### Task directions
Please state how many lines in the records that follow include "UnitType", with no other output.

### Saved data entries
****************************************

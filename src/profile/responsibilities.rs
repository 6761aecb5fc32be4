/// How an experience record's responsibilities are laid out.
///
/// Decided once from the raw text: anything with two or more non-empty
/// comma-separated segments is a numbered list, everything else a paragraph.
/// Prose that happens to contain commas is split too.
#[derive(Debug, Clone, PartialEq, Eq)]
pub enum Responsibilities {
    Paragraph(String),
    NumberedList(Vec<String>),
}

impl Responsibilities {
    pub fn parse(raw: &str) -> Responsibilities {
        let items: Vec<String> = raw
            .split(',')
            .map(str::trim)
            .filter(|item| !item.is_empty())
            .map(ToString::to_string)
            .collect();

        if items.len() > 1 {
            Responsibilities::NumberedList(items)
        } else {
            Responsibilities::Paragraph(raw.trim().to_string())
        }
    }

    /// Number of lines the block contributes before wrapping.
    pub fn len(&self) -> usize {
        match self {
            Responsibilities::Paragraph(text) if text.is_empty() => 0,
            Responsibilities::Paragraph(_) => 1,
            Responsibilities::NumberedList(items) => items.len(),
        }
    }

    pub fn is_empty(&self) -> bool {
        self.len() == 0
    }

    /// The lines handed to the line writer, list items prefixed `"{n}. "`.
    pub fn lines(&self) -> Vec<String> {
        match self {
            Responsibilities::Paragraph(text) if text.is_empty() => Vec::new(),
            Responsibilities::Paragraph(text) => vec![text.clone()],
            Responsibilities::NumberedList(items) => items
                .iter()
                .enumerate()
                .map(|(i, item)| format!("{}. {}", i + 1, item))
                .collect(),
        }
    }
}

****************************************

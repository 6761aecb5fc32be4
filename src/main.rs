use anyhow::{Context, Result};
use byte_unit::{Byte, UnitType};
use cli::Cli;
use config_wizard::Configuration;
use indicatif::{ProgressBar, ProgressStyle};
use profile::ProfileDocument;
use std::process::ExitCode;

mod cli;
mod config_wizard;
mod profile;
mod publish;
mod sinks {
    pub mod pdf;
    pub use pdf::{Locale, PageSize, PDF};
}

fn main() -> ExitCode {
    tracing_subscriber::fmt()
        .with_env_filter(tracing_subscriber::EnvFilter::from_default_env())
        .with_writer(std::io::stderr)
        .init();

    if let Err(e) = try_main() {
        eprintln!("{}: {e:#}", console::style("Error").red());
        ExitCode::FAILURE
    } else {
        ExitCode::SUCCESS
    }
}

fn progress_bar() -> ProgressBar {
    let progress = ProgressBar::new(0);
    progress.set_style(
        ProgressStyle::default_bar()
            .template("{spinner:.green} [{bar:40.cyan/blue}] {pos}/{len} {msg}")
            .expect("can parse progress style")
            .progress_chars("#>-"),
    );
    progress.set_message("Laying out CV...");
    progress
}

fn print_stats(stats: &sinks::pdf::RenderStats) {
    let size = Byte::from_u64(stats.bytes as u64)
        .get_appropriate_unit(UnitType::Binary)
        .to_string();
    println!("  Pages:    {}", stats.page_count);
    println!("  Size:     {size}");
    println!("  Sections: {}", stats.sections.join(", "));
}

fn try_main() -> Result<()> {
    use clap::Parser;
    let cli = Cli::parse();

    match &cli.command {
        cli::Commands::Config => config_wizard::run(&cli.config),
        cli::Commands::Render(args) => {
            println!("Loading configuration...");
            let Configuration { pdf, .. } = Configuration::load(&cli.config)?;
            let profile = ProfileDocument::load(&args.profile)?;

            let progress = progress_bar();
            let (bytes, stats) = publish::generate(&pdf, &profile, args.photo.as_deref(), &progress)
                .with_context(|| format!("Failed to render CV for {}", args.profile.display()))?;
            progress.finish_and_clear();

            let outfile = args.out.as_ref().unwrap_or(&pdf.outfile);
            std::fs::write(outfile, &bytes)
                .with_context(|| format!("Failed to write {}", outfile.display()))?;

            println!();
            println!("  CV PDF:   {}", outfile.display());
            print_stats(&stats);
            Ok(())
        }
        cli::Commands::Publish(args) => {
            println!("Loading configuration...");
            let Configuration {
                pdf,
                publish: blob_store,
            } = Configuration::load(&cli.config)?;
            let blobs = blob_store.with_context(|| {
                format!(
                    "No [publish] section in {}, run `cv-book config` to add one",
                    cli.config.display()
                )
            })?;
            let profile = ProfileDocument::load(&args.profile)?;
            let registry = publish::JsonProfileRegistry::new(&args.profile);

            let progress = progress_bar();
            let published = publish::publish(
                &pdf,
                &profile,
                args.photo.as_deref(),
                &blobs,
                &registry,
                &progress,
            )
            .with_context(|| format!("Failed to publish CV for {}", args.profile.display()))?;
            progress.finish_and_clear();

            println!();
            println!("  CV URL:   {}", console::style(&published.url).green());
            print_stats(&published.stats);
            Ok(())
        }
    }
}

****************************************

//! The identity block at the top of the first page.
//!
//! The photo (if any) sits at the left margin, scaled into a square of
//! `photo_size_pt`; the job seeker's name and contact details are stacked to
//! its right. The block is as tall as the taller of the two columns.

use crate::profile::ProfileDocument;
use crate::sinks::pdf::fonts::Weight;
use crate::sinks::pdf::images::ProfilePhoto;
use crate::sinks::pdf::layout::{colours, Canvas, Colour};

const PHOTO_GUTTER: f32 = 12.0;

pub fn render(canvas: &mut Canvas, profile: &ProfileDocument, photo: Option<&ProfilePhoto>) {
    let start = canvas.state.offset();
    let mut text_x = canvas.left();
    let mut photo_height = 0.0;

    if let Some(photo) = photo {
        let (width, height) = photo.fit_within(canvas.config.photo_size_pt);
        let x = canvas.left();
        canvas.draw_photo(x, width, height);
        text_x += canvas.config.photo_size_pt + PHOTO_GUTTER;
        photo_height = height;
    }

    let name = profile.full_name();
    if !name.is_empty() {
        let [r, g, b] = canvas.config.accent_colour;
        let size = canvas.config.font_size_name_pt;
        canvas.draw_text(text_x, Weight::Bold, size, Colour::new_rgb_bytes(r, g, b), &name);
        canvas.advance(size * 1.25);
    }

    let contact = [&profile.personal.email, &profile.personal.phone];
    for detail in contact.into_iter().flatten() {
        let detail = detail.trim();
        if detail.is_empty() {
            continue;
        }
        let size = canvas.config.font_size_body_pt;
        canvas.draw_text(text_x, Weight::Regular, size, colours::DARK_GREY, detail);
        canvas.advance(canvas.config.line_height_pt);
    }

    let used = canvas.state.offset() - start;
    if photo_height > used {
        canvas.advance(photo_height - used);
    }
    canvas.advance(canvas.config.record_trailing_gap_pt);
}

****************************************

### Task response
2